A Auschwitz llegaron judíos de Francia, Bélgica, Grecia, Noruega, Yugoslavia y Hungría. ¡Eran miles! Primero chicas de escuela; después jóvenes varones, inocentes y temerosos, que no entendían qué estaban haciendo en semejante lugar y con la nieve encima. Pero igual que las chicas, fueron llamados al ayuntamiento de sus pueblos por parte del gobierno, para dejar a sus familias. Muchos no regresaron nunca: se encontraron con la muerte cuando todavía soñaban con terminar sus estudios escolares y universitarios, y casarse.
En un tren –correspondiente al transporte número seis– se agolparon 999 mujeres para llegar a Auschwitz en el mes de abril de 1942. Cuatro meses después –en el mes de agosto– habían muerto 885. Murieron por inanición, por enfermedad o por desobedecer las estúpidas normas impuestas por los alemanes. Una sola infracción: gritar, desatender el trabajo o pedir auxilio, tenía como resultado el fusilamiento. Ahora sobrevivían 114 atormentadas jovencitas.

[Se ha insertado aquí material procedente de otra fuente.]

// 🗄️ Persistence - Repository trait + SQLite implementation
//
// Tables:
//   jobs          scalar job fields
//   transactions  both ledgers, `direction` column, idempotency hash index
//   bill_items    BOM and consumed materials, `kind` column
//   settings      key/value (sales tax)
//
// Child rows cascade when their job is deleted.

use crate::deduplication::{key_hash, transaction_key};
use crate::entities::{
    BillItem, BillKind, Direction, Job, JobPatch, JobStatus, NewBillItem, NewJob,
    NewTransaction, TransactionPatch, TransactionRecord,
};
use anyhow::{anyhow, Context, Result};
use chrono::{SecondsFormat, Utc};
use rusqlite::{params, params_from_iter, Connection, OptionalExtension, Row};
use std::collections::HashMap;
use std::path::Path;
use tracing::{debug, info};

// ============================================================================
// TRAITS
// ============================================================================

/// Remote job storage consumed by the store
pub trait Repository {
    /// All jobs with their collections, optionally restricted to some statuses
    fn load_jobs(&self, statuses: Option<&[JobStatus]>) -> Result<Vec<Job>>;
    fn get_job(&self, id: &str) -> Result<Option<Job>>;
    fn create_job(&self, job: &NewJob) -> Result<Job>;
    fn update_job(&self, id: &str, patch: &JobPatch) -> Result<Job>;
    fn delete_job(&self, id: &str) -> Result<()>;

    fn create_transaction(
        &self,
        job_id: &str,
        direction: Direction,
        transaction: &NewTransaction,
    ) -> Result<TransactionRecord>;

    fn create_transactions(
        &self,
        job_id: &str,
        direction: Direction,
        transactions: &[NewTransaction],
    ) -> Result<Vec<TransactionRecord>> {
        transactions
            .iter()
            .map(|tx| self.create_transaction(job_id, direction, tx))
            .collect()
    }

    fn update_transaction(&self, id: &str, patch: &TransactionPatch) -> Result<TransactionRecord>;
    fn delete_transaction(&self, id: &str) -> Result<()>;

    fn create_bill_items(
        &self,
        job_id: &str,
        kind: BillKind,
        items: &[NewBillItem],
    ) -> Result<Vec<BillItem>>;
    fn delete_bill_items(&self, job_id: &str, kind: BillKind) -> Result<()>;

    /// Swap every bill item of one kind for `items`. Backends that support
    /// transactions override this so a failed insert keeps the old lines.
    fn replace_bill_items(
        &self,
        job_id: &str,
        kind: BillKind,
        items: &[NewBillItem],
    ) -> Result<Vec<BillItem>> {
        self.delete_bill_items(job_id, kind)?;
        self.create_bill_items(job_id, kind, items)
    }
}

/// String settings storage
pub trait KeyValueStore {
    fn get_value(&self, key: &str) -> Result<Option<String>>;
    fn set_value(&self, key: &str, value: &str) -> Result<()>;
}

// ============================================================================
// SQLITE
// ============================================================================

fn now_timestamp() -> String {
    Utc::now().to_rfc3339_opts(SecondsFormat::Millis, true)
}

fn new_id() -> String {
    uuid::Uuid::new_v4().to_string()
}

fn to_sql_int(value: u64) -> Result<i64> {
    i64::try_from(value).with_context(|| format!("Value {} does not fit in SQLite", value))
}

fn column_u64(row: &Row, index: usize) -> rusqlite::Result<u64> {
    Ok(row.get::<_, i64>(index)?.max(0) as u64)
}

fn column_status(row: &Row, index: usize) -> rusqlite::Result<JobStatus> {
    let raw: String = row.get(index)?;
    raw.parse().map_err(|err: String| {
        rusqlite::Error::FromSqlConversionFailure(index, rusqlite::types::Type::Text, err.into())
    })
}

fn column_direction(row: &Row, index: usize) -> rusqlite::Result<Direction> {
    let raw: String = row.get(index)?;
    raw.parse().map_err(|err: String| {
        rusqlite::Error::FromSqlConversionFailure(index, rusqlite::types::Type::Text, err.into())
    })
}

fn column_kind(row: &Row, index: usize) -> rusqlite::Result<BillKind> {
    let raw: String = row.get(index)?;
    raw.parse().map_err(|err: String| {
        rusqlite::Error::FromSqlConversionFailure(index, rusqlite::types::Type::Text, err.into())
    })
}

const JOB_COLUMNS: &str = "id, output_item, output_quantity, status, produced, projected_cost,
    projected_revenue, job_start, job_end, sale_start, sale_end, runtime, created";

/// Job ids bound per child query, well under SQLite's variable limit
const CHILD_QUERY_CHUNK: usize = 500;

const TRANSACTION_COLUMNS: &str = "id, job_id, direction, date, quantity, item_name, unit_price,
    total_price, buyer, location, corporation, wallet, created";

fn job_from_row(row: &Row) -> rusqlite::Result<Job> {
    Ok(Job {
        id: row.get(0)?,
        output_item: row.get(1)?,
        output_quantity: column_u64(row, 2)?,
        status: column_status(row, 3)?,
        produced: column_u64(row, 4)?,
        projected_cost: row.get(5)?,
        projected_revenue: row.get(6)?,
        job_start: row.get(7)?,
        job_end: row.get(8)?,
        sale_start: row.get(9)?,
        sale_end: row.get(10)?,
        runtime: row.get::<_, Option<i64>>(11)?.map(|v| v.max(0) as u64),
        created: row.get(12)?,
        bill_of_materials: Vec::new(),
        consumed_materials: Vec::new(),
        expenditures: Vec::new(),
        income: Vec::new(),
    })
}

fn transaction_from_row(row: &Row) -> rusqlite::Result<(Direction, TransactionRecord)> {
    let direction = column_direction(row, 2)?;
    Ok((
        direction,
        TransactionRecord {
            id: row.get(0)?,
            job_id: row.get(1)?,
            date: row.get(3)?,
            quantity: column_u64(row, 4)?,
            item_name: row.get(5)?,
            unit_price: row.get(6)?,
            total_price: row.get(7)?,
            buyer: row.get(8)?,
            location: row.get(9)?,
            corporation: row.get(10)?,
            wallet: row.get(11)?,
            created: row.get(12)?,
        },
    ))
}

fn record_hash(tx: &TransactionRecord) -> String {
    key_hash(&transaction_key(
        &tx.date,
        &tx.item_name,
        tx.quantity,
        tx.total_price,
        &tx.buyer,
        &tx.location,
    ))
}

pub fn setup_database(conn: &Connection) -> Result<()> {
    // WAL for crash recovery; in-memory databases report "memory"
    let mode: String =
        conn.pragma_update_and_check(None, "journal_mode", "WAL", |row| row.get(0))?;
    debug!(journal_mode = %mode, "Opened database");
    conn.pragma_update(None, "foreign_keys", "ON")?;

    conn.execute_batch(
        "CREATE TABLE IF NOT EXISTS jobs (
            id TEXT PRIMARY KEY,
            output_item TEXT NOT NULL,
            output_quantity INTEGER NOT NULL,
            status TEXT NOT NULL,
            produced INTEGER NOT NULL DEFAULT 0,
            projected_cost REAL NOT NULL DEFAULT 0,
            projected_revenue REAL NOT NULL DEFAULT 0,
            job_start TEXT,
            job_end TEXT,
            sale_start TEXT,
            sale_end TEXT,
            runtime INTEGER,
            created TEXT NOT NULL
        );

        CREATE TABLE IF NOT EXISTS transactions (
            id TEXT PRIMARY KEY,
            job_id TEXT NOT NULL REFERENCES jobs(id) ON DELETE CASCADE,
            direction TEXT NOT NULL,
            date TEXT NOT NULL,
            quantity INTEGER NOT NULL,
            item_name TEXT NOT NULL,
            unit_price REAL NOT NULL,
            total_price REAL NOT NULL CHECK (total_price >= 0),
            buyer TEXT NOT NULL DEFAULT '',
            location TEXT NOT NULL DEFAULT '',
            corporation TEXT NOT NULL DEFAULT '',
            wallet TEXT NOT NULL DEFAULT '',
            idempotency_hash TEXT NOT NULL,
            created TEXT NOT NULL
        );

        CREATE TABLE IF NOT EXISTS bill_items (
            id TEXT PRIMARY KEY,
            job_id TEXT NOT NULL REFERENCES jobs(id) ON DELETE CASCADE,
            kind TEXT NOT NULL,
            name TEXT NOT NULL,
            quantity INTEGER NOT NULL CHECK (quantity > 0)
        );

        CREATE TABLE IF NOT EXISTS settings (
            key TEXT PRIMARY KEY,
            value TEXT NOT NULL
        );

        CREATE INDEX IF NOT EXISTS idx_jobs_status ON jobs(status);
        CREATE INDEX IF NOT EXISTS idx_transactions_job ON transactions(job_id, direction);
        CREATE INDEX IF NOT EXISTS idx_idempotency_hash ON transactions(idempotency_hash);
        CREATE INDEX IF NOT EXISTS idx_bill_items_job ON bill_items(job_id, kind);",
    )?;

    Ok(())
}

pub struct SqliteRepository {
    conn: Connection,
}

impl SqliteRepository {
    pub fn open(path: &Path) -> Result<Self> {
        if let Some(parent) = path.parent().filter(|p| !p.as_os_str().is_empty()) {
            std::fs::create_dir_all(parent)
                .with_context(|| format!("Failed to create {}", parent.display()))?;
        }
        let conn = Connection::open(path)
            .with_context(|| format!("Failed to open database {}", path.display()))?;
        setup_database(&conn).context("Failed to set up schema")?;
        info!(path = %path.display(), "Database ready");
        Ok(SqliteRepository { conn })
    }

    pub fn open_in_memory() -> Result<Self> {
        let conn = Connection::open_in_memory()?;
        setup_database(&conn)?;
        Ok(SqliteRepository { conn })
    }

    /// Attach ledgers and bill items, reading only rows of the given jobs
    fn load_children(&self, jobs: &mut [Job]) -> Result<()> {
        let index: HashMap<String, usize> = jobs
            .iter()
            .enumerate()
            .map(|(i, job)| (job.id.clone(), i))
            .collect();
        let ids: Vec<String> = jobs.iter().map(|job| job.id.clone()).collect();

        for chunk in ids.chunks(CHILD_QUERY_CHUNK) {
            let placeholders = vec!["?"; chunk.len()].join(", ");

            let mut stmt = self.conn.prepare(&format!(
                "SELECT {} FROM transactions WHERE job_id IN ({}) ORDER BY date, rowid",
                TRANSACTION_COLUMNS, placeholders
            ))?;
            let rows = stmt.query_map(params_from_iter(chunk.iter()), transaction_from_row)?;
            for row in rows {
                let (direction, tx) = row?;
                if let Some(&i) = index.get(&tx.job_id) {
                    jobs[i].transactions_mut(direction).push(tx);
                }
            }

            let mut stmt = self.conn.prepare(&format!(
                "SELECT id, job_id, kind, name, quantity FROM bill_items
                 WHERE job_id IN ({}) ORDER BY rowid",
                placeholders
            ))?;
            let rows = stmt.query_map(params_from_iter(chunk.iter()), |row| {
                Ok((
                    row.get::<_, String>(1)?,
                    column_kind(row, 2)?,
                    BillItem {
                        id: row.get(0)?,
                        name: row.get(3)?,
                        quantity: column_u64(row, 4)?,
                    },
                ))
            })?;
            for row in rows {
                let (job_id, kind, item) = row?;
                if let Some(&i) = index.get(&job_id) {
                    jobs[i].bill_items_mut(kind).push(item);
                }
            }
        }

        Ok(())
    }

    /// Insert bill items without opening a transaction of its own
    fn insert_bill_items(
        &self,
        job_id: &str,
        kind: BillKind,
        items: &[NewBillItem],
    ) -> Result<Vec<BillItem>> {
        let mut created = Vec::with_capacity(items.len());

        for item in items {
            let bill_item = BillItem {
                id: new_id(),
                name: item.name.clone(),
                quantity: item.quantity,
            };
            self.conn
                .execute(
                    "INSERT INTO bill_items (id, job_id, kind, name, quantity) VALUES (?1, ?2, ?3, ?4, ?5)",
                    params![
                        bill_item.id,
                        job_id,
                        kind.as_str(),
                        bill_item.name,
                        to_sql_int(bill_item.quantity)?,
                    ],
                )
                .with_context(|| format!("Failed to insert bill item {}", item.name))?;
            created.push(bill_item);
        }

        Ok(created)
    }

    fn get_transaction(&self, id: &str) -> Result<Option<(Direction, TransactionRecord)>> {
        let found = self
            .conn
            .query_row(
                &format!("SELECT {} FROM transactions WHERE id = ?1", TRANSACTION_COLUMNS),
                params![id],
                transaction_from_row,
            )
            .optional()?;
        Ok(found)
    }

    fn insert_transaction(
        &self,
        job_id: &str,
        direction: Direction,
        transaction: &NewTransaction,
    ) -> Result<TransactionRecord> {
        let tx = transaction.clone().normalized();
        let record = TransactionRecord {
            id: new_id(),
            job_id: job_id.to_string(),
            date: tx.date,
            quantity: tx.quantity,
            item_name: tx.item_name,
            unit_price: tx.unit_price,
            total_price: tx.total_price,
            buyer: tx.buyer,
            location: tx.location,
            corporation: tx.corporation,
            wallet: tx.wallet,
            created: Some(now_timestamp()),
        };

        self.conn
            .execute(
                &format!(
                    "INSERT INTO transactions ({}, idempotency_hash)
                     VALUES (?1, ?2, ?3, ?4, ?5, ?6, ?7, ?8, ?9, ?10, ?11, ?12, ?13, ?14)",
                    TRANSACTION_COLUMNS
                ),
                params![
                    record.id,
                    record.job_id,
                    direction.as_str(),
                    record.date,
                    to_sql_int(record.quantity)?,
                    record.item_name,
                    record.unit_price,
                    record.total_price,
                    record.buyer,
                    record.location,
                    record.corporation,
                    record.wallet,
                    record.created,
                    record_hash(&record),
                ],
            )
            .with_context(|| format!("Failed to insert transaction for job {}", job_id))?;

        Ok(record)
    }
}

Las órdenes autoritarias que se daban en Auschwitz al mando de la Hlinka –policía eslovaca- y al mando de las SS que dirigían los campos de concentración de Europa, se atendían sí porque sí. Caminar descalzas sobre la nieve, someterse a experimentos médicos injustificados, permanecer de pie durante 24 horas; extender los brazos por un tiempo indefinido, evadir el trabajo, callar los robos y las enfermedades de otras mujeres…en fin. Las órdenes eran un despojo total de derechos y libertades humanas.
En Auschwitz, la Hlinka estaba integrada por jóvenes de quince a dieciocho años que estudiaban en las escuelas de Eslovaquia. Eran compañeros de salón de muchas eslovacas presas en ese campo. ¡Unos chiquillos adolescentes que se sintieron los poderosos del mundo! Con sus fusiles y sus gritos, capturaron a sus amigas, a los conocidos de sus escuelas, a las familias judías para internarlas, como ratones de experimento, en Polonia.
La Hlinka y los SS –policía alemana– se juntaron, en Eslovaquia, para romper los cristales de las tiendas judías, apalearlos en vías públicas, usar sus látigos cuando los reconocían en las calles. Ayudaron a meterlos, bajo amenazas, en los trenes que se dispusieron para transportarlos. Heather Dune comenta, en su libro: “Las 999 mujeres de Auschwitz”, que ayudaron a tatuarlas, a clasificarlas según sus habilidades, y a determinar cuáles continuarían vivas y quienes perderían la vida de inmediato.
Pero hay momentos en que todo se revierte. En el campo de Bergen Belsen, situado en el norte de Alemania, los soldados que liberaron este campo de las garras alemanas –del grupo aliado–, cogieron presos a los integrantes de la Hlinka y de las SS. Siendo igual de autoritarios y sin remordimiento alguno, los hicieron caminar frente a los judíos y europeos que estaban vivos. Los obligaron a cargar los cadáveres –que ellos mismos habían apaleado– hasta las fosas comunes situadas varios kilómetros adelante, y a enterrarlos como se merecían: con dignidad.
Quince días antes, en este mismo campo de Bergen Belsen, una judía conocida como Ana Frank, falleció de tifus a muy temprana edad.